The 10 week mark (Originally titled The 8 week mark)
I started this post two weeks ago, but never got around to publishing it. I’m now at the 10 week post-op mark, so I’ve had to make a few tweaks to my original post. (Not that you’d know that without me saying anything about it.)
8 weeks post-op today. 10 weeks post-op.
To be completely honest, I thought (hoped) my head would be pretty close to feeling “normal” by now. Maybe it was wishful thinking, I’m not sure. It’s not that I’m disappointed with my progress – far from it. I’m just tired of having to rely on others to get me from place to place, tired of feeling sensory overload when I leave my house, and tired of being tired so early in the evening. The not driving thing is driving me nuts – pun intended. It’s one thing to be at home for days, without leaving, by choice. It’s an entirely different feeling to be at home and know you can’t leave safely by yourself, driving a vehicle. (10 week note – I have ventured out behind the wheel, (sticking to short distances close to home,) but don’t feel ready to tackle the high traffic freeways quite yet. I’ll leave those to Jake.)
I realize there are several side effects that I’m extremely grateful I have not had to face: a CSF leak that could have meant a lumbar drain and/or second surgery, facial paralysis, my eye lid not closing on its own and needing a weight and/or lubricant to keep the eye from drying out, or swallowing difficulties.

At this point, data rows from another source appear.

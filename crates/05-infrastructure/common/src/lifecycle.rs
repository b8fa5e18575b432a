//! 组件生命周期策略

use crate::errors::DependencyError;
use serde::{Deserialize, Serialize};
use std::fmt;
use std::str::FromStr;

/// 组件生命周期类型
#[derive(Debug, Clone, Copy, PartialEq, Eq, Hash, Serialize, Deserialize)]
#[serde(rename_all = "lowercase")]
pub enum Lifetime {
    /// 单例模式 - 第一次解析时创建，之后一直复用同一个结果
    Singleton,
    /// 瞬时模式 - 每次解析都创建新实例
    #[serde(alias = "factory")]
    Transient,
}

impl Lifetime {
    /// 策略标识符
    pub fn as_str(&self) -> &'static str {
        match self {
            Self::Singleton => "singleton",
            Self::Transient => "transient",
        }
    }

    /// 是否缓存构造结果
    pub fn is_cached(&self) -> bool {
        matches!(self, Self::Singleton)
    }
}

impl Default for Lifetime {
    fn default() -> Self {
        Self::Singleton
    }
}

impl fmt::Display for Lifetime {
    fn fmt(&self, f: &mut fmt::Formatter<'_>) -> fmt::Result {
        f.write_str(self.as_str())
    }
}

impl FromStr for Lifetime {
    type Err = DependencyError;

    /// 解析策略标识符，`factory` 是 `transient` 的旧名称
    fn from_str(s: &str) -> Result<Self, Self::Err> {
        match s.trim().to_ascii_lowercase().as_str() {
            "singleton" => Ok(Self::Singleton),
            "transient" | "factory" => Ok(Self::Transient),
            _ => Err(DependencyError::UnknownStrategy {
                strategy: s.to_string(),
            }),
        }
    }
}
//! # 依赖注入容器演示
//!
//! 演示容器的基本用法：
//! - 提供构造参数并注册工厂
//! - 通过 `#[derive(Injectable)]` 声明字段注入
//! - 按名称解析组件并在多个任务中共享单例
//!
//! 可以通过 `--config` 指定容器配置文件，`--log-level` 或 `RUST_LOG` 控制日志级别。

use clap::Parser;
use component_macros::Injectable;
use di_abstractions::{ComponentRegistry, DependencyResolverExt, Inject, Injectable};
use di_impl::Injector;
use infrastructure_common::{ContainerConfig, Lifetime};
use std::path::PathBuf;
use std::sync::Arc;
use tracing::info;
use tracing_subscriber::EnvFilter;

/// 命令行参数
#[derive(Parser, Debug)]
#[command(name = "di-wiring-demo")]
#[command(about = "Lorn DI 依赖注入演示")]
struct Args {
    /// 容器配置文件路径（toml/json/yaml）
    #[arg(short, long)]
    config: Option<PathBuf>,

    /// 日志级别，设置了 `RUST_LOG` 时以后者为准
    #[arg(long, default_value = "info")]
    log_level: String,
}

trait ObjectIFace: Injectable {
    fn describe(&self) -> String;
}

#[derive(Debug)]
struct Config {
    attr: String,
}

#[derive(Injectable)]
struct Object1 {
    attr: String,
    #[inject("object2", require)]
    dep: Inject<dyn ObjectIFace>,
}

impl ObjectIFace for Object1 {
    fn describe(&self) -> String {
        let dep = self
            .dep
            .get()
            .map(|dep| dep.describe())
            .unwrap_or_else(|| "<unset>".to_string());
        format!("Object1 {{ attr: {}, dep: {} }}", self.attr, dep)
    }
}

#[derive(Injectable)]
struct Object2;

impl ObjectIFace for Object2 {
    fn describe(&self) -> String {
        "Object2".to_string()
    }
}

fn new_object1(cfg: Arc<Config>) -> anyhow::Result<Arc<dyn ObjectIFace>> {
    anyhow::ensure!(!cfg.attr.is_empty(), "Object1 需要非空的 attr");
    Ok(Arc::new(Object1 {
        attr: cfg.attr.clone(),
        dep: Inject::new(),
    }))
}

fn new_object2() -> anyhow::Result<Arc<dyn ObjectIFace>> {
    Ok(Arc::new(Object2))
}

#[tokio::main]
async fn main() -> anyhow::Result<()> {
    let args = Args::parse();

    // 初始化日志
    let filter = EnvFilter::try_from_default_env()
        .unwrap_or_else(|_| EnvFilter::new(&args.log_level));
    tracing_subscriber::fmt().with_env_filter(filter).init();

    let config = ContainerConfig::load(args.config.as_deref())?;
    info!(?config, "容器配置");

    let injector = Arc::new(Injector::with_config(config));
    injector.set_arg(Config {
        attr: "fddgg".to_string(),
    });
    injector.register(Lifetime::Singleton, new_object1, "object1")?;
    injector.register(Lifetime::Singleton, new_object2, "object2")?;

    for unit in injector.registered_units() {
        info!("已注册: {} ({}, {})", unit.name, unit.capability, unit.lifetime);
    }

    let object1 = injector
        .resolve_by_name::<dyn ObjectIFace>("object1")?
        .ok_or_else(|| anyhow::anyhow!("object1 未注册"))?;
    info!("解析结果: {}", object1.describe());

    let handles: Vec<_> = (0..4)
        .map(|_| {
            let injector = injector.clone();
            tokio::task::spawn_blocking(move || {
                injector.resolve_by_name::<dyn ObjectIFace>("object1")
            })
        })
        .collect();

    for handle in handles {
        let shared = handle.await??;
        let same = shared.map(|o| Arc::ptr_eq(&o, &object1)).unwrap_or(false);
        info!("并发解析得到同一个单例: {}", same);
    }

    info!(stats = ?injector.stats(), "演示结束");
    Ok(())
}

Those side effects are ones that many people on the AN Facebook page I am part of have to deal with. My daily frustrations involve balance and minor dizziness issues and the fact that my taste buds don’t work like they should. It’s unknown how long my balance issues will persist and my sense of taste may or may not return. For someone who really likes flavorful food, it is disappointing to take a bite of something and not have it taste like you know it should. (10 week note – I had a near fall over the weekend. I closed my eyes for a moment, turned my head suddenly and totally lost my balance. It was quite scary and I am grateful Jake was in the right place at the right time to catch me.)
Letting myself feel the feelings of frustration and impatience and then choosing to change my perspective to focus on the positive, here’s what I CAN and have been able to do. Three of my PT goals are being able to play volleyball, ride a bike and paddle board again. My physical therapist has had a PT student working with her the last several weeks and they have come up with challenging ways to work on my balance in order to get me back to doing those activities. Two weeks ago the PT student and I were able to do a little volleyball passing and setting in the hospital auditorium. I was pleasantly surprised at how muscle memory kicked in and I was able to track the ball without thinking. My head did get somewhat dizzy, but I didn’t fall over and was able to recover pretty well between passes. We’ve also worked on my goal of riding a two-wheeled bike by setting up situations where I pedal in an unsteady environment and also on a stationary bike. Shecklet #4 is really excited to ride her tag-a-long bike and I want to ride alongside her – she’s the driving force behind getting to my goal. Paddle boarding is difficult to simulate, but yesterday I did balance practice on a Bosu balance trainer and a balance rocker. It felt good to push myself.
It has become very apparent to me that I need to get out more. My brain is fairly comfortable within the confines of our house – no major issues with feeling dizzy or overwhelmed. Stepping outside or into a store is a different story. The lights, colors, sounds – they are all quite overwhelming. And while I manage as best I can, I’m pretty tired afterwards. A week ago, we spent time watching a basketball event at the kids’ school one day and I did some office work the next day. It took me several days to recover from those two outings – I needed longer naps and longer nights’ sleeps. When I mentioned my extreme fatigue to my PT, she told me about how I need cognitive rest during my recovery. My brain is exhausted after too much stimulation – sound and visual, and I need to make sure I “find a balance between resting, doing light activities and sleeping.” As a fellow AN warrior pointed out, it’s a “magic balance.” I’ve yet to find it, but I’m trying.
The emotion of what I went through two months 10 weeks ago still hits me from time to time. It almost doesn’t seem real. But then I feel the scar that makes a “C” around my right ear and the see one on my belly where they took fat to plug the hole where the tumor was and I realize just how real it is. I give thanks to God that I am alive.